● **Work required**:
Here are the records. Write out exactly the lines between the one holding "use serde::Deserialize;" and the one holding "pub struct SchedulerConfig", inclusive.

● **Exercise data**:
--- --- ---
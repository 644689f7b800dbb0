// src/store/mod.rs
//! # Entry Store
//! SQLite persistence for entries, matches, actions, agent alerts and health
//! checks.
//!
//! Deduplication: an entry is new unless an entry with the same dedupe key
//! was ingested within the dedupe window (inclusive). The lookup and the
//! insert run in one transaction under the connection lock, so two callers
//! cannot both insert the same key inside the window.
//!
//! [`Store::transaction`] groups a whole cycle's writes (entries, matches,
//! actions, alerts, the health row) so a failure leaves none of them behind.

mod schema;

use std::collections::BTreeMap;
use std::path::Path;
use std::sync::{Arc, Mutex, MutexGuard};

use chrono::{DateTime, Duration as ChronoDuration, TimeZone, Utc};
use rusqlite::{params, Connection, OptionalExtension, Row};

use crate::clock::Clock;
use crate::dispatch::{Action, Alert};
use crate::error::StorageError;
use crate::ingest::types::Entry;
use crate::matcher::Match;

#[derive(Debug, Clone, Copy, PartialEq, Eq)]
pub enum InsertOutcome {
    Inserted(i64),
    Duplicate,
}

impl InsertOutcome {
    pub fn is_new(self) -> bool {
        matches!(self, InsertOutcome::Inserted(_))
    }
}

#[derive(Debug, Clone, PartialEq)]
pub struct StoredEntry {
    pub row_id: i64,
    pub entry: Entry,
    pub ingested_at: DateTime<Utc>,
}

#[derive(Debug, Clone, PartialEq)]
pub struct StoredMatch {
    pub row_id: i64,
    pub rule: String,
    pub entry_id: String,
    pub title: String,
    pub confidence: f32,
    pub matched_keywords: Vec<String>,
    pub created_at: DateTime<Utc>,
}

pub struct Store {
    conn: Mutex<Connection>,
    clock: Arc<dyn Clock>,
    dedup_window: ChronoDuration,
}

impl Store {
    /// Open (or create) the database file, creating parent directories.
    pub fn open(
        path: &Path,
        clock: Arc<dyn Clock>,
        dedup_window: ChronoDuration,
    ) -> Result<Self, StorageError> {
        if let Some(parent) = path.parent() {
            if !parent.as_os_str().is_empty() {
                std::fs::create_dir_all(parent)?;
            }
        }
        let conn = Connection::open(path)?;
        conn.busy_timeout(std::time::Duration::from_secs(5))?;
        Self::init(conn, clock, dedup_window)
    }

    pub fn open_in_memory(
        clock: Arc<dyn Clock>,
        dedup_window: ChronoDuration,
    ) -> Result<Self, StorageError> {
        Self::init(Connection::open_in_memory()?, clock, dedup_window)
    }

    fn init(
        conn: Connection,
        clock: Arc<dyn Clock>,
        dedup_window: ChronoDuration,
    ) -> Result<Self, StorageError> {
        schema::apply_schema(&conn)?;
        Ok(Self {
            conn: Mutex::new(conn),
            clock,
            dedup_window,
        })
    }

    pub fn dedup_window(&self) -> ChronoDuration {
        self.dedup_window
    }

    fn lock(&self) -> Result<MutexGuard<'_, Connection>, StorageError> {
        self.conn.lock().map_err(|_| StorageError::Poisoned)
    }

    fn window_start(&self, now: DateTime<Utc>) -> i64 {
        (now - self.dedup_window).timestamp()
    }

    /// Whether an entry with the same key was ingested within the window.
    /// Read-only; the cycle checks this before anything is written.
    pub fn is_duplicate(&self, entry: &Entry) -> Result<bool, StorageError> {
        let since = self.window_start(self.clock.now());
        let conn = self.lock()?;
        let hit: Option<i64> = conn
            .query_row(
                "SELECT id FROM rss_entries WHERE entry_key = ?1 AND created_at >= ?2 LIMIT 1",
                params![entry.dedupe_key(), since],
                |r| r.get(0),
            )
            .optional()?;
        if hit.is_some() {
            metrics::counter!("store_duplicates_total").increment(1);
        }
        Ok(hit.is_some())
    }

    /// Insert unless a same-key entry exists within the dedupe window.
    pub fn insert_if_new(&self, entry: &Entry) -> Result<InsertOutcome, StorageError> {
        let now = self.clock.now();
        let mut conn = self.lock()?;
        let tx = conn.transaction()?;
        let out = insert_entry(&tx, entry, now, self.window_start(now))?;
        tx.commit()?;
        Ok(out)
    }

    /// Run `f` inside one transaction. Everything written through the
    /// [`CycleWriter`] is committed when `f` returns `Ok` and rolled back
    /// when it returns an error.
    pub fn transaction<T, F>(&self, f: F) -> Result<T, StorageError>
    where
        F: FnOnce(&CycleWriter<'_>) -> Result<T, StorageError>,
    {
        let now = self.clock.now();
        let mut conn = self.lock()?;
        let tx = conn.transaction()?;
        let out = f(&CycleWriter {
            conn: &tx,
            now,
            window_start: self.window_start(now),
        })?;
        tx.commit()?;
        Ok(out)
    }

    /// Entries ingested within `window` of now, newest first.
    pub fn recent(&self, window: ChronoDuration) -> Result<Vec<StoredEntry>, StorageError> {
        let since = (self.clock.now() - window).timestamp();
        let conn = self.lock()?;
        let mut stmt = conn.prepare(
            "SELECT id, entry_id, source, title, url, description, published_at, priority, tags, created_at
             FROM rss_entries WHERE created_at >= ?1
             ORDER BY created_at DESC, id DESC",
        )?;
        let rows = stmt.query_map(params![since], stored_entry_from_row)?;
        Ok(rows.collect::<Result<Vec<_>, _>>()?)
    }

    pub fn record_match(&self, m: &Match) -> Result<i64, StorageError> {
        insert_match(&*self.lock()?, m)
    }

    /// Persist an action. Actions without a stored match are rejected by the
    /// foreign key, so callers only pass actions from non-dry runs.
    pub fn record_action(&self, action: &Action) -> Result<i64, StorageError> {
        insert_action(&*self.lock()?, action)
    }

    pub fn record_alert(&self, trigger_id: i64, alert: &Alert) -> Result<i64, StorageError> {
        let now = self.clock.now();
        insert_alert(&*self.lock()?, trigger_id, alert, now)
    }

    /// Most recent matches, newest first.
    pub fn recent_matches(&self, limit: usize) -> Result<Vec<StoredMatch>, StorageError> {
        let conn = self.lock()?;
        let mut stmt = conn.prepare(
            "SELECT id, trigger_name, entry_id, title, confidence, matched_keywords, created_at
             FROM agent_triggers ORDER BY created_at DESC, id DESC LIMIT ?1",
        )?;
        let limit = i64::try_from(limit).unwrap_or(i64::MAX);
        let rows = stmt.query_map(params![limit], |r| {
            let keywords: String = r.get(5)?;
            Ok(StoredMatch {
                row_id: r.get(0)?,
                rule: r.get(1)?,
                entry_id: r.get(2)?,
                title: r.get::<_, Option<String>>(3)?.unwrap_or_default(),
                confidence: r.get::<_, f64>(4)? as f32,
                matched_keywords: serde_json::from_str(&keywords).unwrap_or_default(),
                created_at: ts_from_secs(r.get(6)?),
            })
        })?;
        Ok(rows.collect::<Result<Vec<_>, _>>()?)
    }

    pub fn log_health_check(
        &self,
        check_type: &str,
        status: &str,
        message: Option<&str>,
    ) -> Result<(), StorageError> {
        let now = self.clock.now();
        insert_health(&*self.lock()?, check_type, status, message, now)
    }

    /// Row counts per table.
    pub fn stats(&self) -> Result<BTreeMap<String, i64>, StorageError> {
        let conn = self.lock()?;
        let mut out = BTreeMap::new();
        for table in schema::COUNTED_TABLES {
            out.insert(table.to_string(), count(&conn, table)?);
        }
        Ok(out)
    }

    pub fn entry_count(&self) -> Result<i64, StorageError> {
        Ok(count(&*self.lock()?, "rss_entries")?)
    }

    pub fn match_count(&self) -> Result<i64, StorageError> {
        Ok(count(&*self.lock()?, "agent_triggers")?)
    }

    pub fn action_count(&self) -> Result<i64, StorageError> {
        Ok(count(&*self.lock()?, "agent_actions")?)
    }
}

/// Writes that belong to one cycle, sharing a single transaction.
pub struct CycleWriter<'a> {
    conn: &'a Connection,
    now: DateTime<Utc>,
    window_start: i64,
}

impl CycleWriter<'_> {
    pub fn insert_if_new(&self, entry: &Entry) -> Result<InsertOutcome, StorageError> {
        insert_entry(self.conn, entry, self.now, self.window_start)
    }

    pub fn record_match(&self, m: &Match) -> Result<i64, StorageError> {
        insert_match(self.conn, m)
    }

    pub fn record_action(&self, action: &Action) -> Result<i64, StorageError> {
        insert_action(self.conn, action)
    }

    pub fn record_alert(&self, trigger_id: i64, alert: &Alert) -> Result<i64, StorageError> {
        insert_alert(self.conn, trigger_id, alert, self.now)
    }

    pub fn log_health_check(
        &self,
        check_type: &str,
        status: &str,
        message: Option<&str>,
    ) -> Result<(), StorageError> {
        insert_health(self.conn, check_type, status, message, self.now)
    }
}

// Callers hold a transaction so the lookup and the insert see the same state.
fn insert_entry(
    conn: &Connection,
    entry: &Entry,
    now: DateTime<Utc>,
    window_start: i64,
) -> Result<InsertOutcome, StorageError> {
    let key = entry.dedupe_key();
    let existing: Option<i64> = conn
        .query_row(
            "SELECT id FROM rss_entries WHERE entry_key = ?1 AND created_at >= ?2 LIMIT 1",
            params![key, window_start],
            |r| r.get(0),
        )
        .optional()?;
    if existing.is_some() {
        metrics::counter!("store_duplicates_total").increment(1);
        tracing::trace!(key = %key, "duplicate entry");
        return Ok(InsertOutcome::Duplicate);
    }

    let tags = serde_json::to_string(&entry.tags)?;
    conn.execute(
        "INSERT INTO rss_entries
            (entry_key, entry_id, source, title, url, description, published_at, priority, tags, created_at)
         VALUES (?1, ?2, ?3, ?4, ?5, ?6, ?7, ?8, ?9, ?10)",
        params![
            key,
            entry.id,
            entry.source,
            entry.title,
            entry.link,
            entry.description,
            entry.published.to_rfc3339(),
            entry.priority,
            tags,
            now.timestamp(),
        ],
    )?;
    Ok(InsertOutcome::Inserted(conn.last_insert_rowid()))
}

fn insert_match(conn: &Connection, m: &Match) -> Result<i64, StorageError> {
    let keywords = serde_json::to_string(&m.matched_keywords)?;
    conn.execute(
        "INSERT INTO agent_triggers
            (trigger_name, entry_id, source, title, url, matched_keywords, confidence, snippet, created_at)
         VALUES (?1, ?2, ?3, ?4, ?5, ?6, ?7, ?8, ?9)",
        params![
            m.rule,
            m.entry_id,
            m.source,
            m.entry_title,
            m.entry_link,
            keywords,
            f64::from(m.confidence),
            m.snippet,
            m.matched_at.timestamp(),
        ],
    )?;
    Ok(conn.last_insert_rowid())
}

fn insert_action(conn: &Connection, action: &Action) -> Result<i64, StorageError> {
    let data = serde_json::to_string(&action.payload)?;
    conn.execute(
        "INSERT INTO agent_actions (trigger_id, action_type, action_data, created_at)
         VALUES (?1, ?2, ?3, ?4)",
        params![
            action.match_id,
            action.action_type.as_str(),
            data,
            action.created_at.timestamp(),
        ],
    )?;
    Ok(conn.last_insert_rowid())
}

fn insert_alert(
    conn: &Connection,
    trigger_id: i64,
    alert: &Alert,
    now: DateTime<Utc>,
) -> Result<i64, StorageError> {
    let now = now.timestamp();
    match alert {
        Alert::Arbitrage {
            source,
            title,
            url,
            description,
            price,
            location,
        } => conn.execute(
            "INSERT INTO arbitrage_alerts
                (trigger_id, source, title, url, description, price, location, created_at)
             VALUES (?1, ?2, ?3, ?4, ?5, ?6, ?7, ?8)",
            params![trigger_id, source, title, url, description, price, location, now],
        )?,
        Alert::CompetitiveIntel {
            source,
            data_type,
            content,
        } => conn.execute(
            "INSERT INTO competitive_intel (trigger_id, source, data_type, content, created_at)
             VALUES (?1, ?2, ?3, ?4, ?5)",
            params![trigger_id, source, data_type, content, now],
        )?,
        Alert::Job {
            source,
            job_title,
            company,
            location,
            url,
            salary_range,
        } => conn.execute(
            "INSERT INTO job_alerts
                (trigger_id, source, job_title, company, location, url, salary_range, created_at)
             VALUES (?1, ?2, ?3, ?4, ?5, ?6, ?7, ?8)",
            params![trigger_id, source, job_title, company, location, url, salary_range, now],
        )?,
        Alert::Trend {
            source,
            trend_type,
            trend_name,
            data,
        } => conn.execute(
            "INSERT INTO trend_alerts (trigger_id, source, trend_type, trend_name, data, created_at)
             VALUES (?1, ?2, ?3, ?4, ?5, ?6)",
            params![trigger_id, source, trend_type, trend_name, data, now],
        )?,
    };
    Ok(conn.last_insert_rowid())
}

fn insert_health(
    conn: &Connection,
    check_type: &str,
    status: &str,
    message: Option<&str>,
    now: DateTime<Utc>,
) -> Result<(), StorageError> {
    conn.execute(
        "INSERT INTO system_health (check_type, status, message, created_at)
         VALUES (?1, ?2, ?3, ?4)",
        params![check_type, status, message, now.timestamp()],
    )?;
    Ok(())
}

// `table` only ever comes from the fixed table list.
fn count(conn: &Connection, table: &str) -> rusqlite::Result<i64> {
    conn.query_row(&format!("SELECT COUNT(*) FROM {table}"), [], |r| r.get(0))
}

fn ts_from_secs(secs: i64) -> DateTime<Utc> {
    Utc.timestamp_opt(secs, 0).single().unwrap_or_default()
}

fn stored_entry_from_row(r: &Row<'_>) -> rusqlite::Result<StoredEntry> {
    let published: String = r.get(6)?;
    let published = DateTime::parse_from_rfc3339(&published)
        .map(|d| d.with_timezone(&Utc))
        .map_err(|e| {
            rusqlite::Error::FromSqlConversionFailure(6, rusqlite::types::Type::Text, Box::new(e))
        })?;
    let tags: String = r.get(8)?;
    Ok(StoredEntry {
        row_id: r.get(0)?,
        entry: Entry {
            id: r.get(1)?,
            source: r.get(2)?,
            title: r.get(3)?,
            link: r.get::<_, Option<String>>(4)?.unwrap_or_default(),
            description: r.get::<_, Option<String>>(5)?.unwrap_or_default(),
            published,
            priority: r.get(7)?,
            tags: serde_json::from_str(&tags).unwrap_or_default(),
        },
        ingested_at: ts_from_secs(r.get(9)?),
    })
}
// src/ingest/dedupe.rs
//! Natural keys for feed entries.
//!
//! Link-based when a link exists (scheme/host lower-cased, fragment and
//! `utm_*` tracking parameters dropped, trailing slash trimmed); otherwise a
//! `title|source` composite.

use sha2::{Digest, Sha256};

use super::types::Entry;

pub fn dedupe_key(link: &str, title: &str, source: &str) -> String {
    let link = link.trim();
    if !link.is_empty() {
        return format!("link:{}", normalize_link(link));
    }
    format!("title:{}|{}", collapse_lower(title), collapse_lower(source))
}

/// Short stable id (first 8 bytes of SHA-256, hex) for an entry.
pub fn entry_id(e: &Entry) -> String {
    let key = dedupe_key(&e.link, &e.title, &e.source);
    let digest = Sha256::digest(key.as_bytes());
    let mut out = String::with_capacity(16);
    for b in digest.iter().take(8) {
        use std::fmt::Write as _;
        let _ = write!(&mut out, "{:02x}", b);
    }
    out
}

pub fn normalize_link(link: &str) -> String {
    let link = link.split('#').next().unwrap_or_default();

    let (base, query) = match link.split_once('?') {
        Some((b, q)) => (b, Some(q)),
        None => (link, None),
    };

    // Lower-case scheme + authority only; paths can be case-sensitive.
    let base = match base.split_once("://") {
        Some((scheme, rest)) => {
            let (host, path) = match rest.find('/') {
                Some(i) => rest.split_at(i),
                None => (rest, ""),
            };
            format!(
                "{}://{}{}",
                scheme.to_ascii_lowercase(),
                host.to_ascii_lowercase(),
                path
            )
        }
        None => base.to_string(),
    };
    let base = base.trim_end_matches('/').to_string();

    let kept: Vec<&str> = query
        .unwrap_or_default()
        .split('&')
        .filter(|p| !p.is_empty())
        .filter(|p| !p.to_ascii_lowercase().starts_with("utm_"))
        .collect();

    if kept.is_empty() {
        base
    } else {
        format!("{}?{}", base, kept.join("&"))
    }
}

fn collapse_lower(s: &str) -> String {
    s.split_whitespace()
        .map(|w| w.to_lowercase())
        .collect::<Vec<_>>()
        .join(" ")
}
--- --- ---
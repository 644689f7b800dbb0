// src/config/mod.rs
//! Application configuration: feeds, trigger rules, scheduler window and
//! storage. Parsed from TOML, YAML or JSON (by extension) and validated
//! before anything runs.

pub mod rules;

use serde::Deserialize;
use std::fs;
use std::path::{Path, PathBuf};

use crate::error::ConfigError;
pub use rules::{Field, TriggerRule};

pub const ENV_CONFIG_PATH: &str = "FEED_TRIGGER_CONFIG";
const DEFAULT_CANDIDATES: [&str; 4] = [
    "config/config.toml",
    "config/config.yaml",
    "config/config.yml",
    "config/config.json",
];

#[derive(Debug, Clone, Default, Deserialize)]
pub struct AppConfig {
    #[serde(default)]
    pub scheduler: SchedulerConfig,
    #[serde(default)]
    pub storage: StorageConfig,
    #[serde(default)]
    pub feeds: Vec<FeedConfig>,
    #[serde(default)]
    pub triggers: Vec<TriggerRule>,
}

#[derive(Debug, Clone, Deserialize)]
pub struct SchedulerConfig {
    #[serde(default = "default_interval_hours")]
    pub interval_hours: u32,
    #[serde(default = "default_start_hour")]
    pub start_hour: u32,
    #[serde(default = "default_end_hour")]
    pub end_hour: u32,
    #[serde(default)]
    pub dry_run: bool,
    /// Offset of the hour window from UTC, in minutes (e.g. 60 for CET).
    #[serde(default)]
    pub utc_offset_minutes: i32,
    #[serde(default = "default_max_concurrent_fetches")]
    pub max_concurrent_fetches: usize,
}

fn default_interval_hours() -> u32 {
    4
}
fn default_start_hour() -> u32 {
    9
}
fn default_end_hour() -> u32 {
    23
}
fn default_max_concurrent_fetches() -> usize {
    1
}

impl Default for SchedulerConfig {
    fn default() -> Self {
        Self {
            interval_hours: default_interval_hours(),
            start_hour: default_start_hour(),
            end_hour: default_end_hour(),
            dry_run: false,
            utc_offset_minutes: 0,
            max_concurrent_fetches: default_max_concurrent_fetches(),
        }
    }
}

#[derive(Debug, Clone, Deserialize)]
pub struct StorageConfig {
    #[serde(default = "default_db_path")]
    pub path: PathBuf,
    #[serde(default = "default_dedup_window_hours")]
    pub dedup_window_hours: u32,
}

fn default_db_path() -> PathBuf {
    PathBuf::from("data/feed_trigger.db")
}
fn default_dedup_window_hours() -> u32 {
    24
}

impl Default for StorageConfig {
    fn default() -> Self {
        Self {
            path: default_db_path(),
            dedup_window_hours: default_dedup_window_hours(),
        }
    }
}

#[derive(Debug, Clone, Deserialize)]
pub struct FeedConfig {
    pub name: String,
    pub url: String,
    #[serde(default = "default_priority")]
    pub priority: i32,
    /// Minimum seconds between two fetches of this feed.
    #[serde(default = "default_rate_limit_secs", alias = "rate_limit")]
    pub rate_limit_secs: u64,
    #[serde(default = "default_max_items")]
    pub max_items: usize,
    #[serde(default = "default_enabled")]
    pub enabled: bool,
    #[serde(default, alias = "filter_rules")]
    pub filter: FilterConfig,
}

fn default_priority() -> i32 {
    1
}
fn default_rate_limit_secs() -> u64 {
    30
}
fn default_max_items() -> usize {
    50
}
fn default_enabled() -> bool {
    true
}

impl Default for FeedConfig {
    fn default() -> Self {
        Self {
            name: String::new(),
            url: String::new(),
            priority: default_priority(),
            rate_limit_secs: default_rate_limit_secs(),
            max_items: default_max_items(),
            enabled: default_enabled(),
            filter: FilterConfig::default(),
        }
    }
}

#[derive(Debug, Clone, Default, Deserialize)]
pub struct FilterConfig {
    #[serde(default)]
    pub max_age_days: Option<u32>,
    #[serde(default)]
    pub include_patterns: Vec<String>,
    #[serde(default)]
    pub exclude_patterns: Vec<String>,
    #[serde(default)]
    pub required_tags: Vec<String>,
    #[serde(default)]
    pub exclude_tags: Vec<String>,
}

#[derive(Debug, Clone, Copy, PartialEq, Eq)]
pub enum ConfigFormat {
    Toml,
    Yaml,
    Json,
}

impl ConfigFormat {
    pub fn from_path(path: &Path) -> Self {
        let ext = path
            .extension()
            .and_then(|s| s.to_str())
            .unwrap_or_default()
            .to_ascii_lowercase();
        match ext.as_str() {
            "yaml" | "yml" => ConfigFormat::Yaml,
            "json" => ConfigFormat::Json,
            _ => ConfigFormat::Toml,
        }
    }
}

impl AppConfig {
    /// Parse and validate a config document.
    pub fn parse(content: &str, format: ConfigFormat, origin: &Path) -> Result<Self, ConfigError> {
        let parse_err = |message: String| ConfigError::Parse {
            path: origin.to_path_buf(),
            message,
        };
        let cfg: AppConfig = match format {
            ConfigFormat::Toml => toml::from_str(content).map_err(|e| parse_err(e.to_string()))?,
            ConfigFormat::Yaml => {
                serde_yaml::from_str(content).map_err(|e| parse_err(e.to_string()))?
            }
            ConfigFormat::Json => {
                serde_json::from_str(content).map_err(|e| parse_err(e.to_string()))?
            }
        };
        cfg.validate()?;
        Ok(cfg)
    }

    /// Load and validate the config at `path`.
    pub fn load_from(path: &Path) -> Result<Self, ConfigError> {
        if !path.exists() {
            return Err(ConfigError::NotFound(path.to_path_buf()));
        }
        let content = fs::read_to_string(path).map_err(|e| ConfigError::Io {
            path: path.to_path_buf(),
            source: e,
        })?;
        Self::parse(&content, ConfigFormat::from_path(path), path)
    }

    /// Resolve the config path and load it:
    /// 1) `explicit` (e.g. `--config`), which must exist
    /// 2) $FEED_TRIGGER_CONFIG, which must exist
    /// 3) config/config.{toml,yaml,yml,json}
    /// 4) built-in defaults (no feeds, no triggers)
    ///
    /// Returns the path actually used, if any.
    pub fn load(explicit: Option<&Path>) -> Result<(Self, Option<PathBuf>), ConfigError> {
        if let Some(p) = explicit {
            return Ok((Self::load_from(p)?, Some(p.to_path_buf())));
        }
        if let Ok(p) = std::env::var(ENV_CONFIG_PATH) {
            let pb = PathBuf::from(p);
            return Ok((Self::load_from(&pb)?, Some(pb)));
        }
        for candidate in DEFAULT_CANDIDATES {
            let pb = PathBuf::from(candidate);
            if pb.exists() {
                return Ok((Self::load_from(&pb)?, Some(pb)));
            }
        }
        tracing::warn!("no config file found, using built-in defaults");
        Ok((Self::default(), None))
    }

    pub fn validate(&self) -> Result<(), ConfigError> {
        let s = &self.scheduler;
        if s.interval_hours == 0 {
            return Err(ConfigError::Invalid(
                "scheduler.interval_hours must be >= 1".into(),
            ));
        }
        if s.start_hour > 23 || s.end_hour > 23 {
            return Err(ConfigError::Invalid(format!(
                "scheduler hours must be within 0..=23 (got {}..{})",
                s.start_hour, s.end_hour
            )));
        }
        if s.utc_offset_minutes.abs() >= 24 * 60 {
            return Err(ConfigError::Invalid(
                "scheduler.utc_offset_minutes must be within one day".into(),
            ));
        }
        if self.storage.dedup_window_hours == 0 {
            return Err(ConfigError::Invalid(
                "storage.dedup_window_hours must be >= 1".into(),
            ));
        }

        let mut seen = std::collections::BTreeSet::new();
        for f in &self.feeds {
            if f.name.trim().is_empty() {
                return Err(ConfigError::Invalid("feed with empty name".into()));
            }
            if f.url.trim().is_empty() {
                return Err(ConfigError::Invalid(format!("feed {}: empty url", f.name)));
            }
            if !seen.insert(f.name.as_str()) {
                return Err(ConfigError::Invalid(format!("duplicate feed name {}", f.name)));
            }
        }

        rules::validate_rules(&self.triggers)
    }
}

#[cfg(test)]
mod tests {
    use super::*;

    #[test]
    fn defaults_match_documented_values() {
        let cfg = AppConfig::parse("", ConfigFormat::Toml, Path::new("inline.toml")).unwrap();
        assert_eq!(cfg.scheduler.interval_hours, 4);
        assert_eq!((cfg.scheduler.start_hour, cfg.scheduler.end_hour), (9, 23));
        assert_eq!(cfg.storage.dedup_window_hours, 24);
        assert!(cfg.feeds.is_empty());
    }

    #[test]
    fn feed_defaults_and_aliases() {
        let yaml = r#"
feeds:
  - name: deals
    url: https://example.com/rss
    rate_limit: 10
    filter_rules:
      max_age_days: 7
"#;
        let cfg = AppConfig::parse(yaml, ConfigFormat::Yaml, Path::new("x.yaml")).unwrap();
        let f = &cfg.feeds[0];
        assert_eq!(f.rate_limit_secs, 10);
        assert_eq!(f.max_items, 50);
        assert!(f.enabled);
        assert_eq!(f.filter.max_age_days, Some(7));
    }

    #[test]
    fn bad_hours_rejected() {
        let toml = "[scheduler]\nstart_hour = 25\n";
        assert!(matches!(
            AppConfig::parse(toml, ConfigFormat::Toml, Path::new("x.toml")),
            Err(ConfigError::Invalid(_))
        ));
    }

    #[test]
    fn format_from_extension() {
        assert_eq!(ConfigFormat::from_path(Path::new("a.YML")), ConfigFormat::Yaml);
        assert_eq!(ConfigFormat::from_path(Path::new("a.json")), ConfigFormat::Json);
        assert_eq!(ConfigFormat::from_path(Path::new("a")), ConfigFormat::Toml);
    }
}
--- --- ---
● **Task solution**:
use serde::Deserialize;
use std::fs;
use std::path::{Path, PathBuf};

use crate::error::ConfigError;
pub use rules::{Field, TriggerRule};

pub const ENV_CONFIG_PATH: &str = "FEED_TRIGGER_CONFIG";
const DEFAULT_CANDIDATES: [&str; 4] = [
    "config/config.toml",
    "config/config.yaml",
    "config/config.yml",
    "config/config.json",
];

#[derive(Debug, Clone, Default, Deserialize)]
pub struct AppConfig {
    #[serde(default)]
    pub scheduler: SchedulerConfig,
    #[serde(default)]
    pub storage: StorageConfig,
    #[serde(default)]
    pub feeds: Vec<FeedConfig>,
    #[serde(default)]
    pub triggers: Vec<TriggerRule>,
}

#[derive(Debug, Clone, Deserialize)]
pub struct SchedulerConfig {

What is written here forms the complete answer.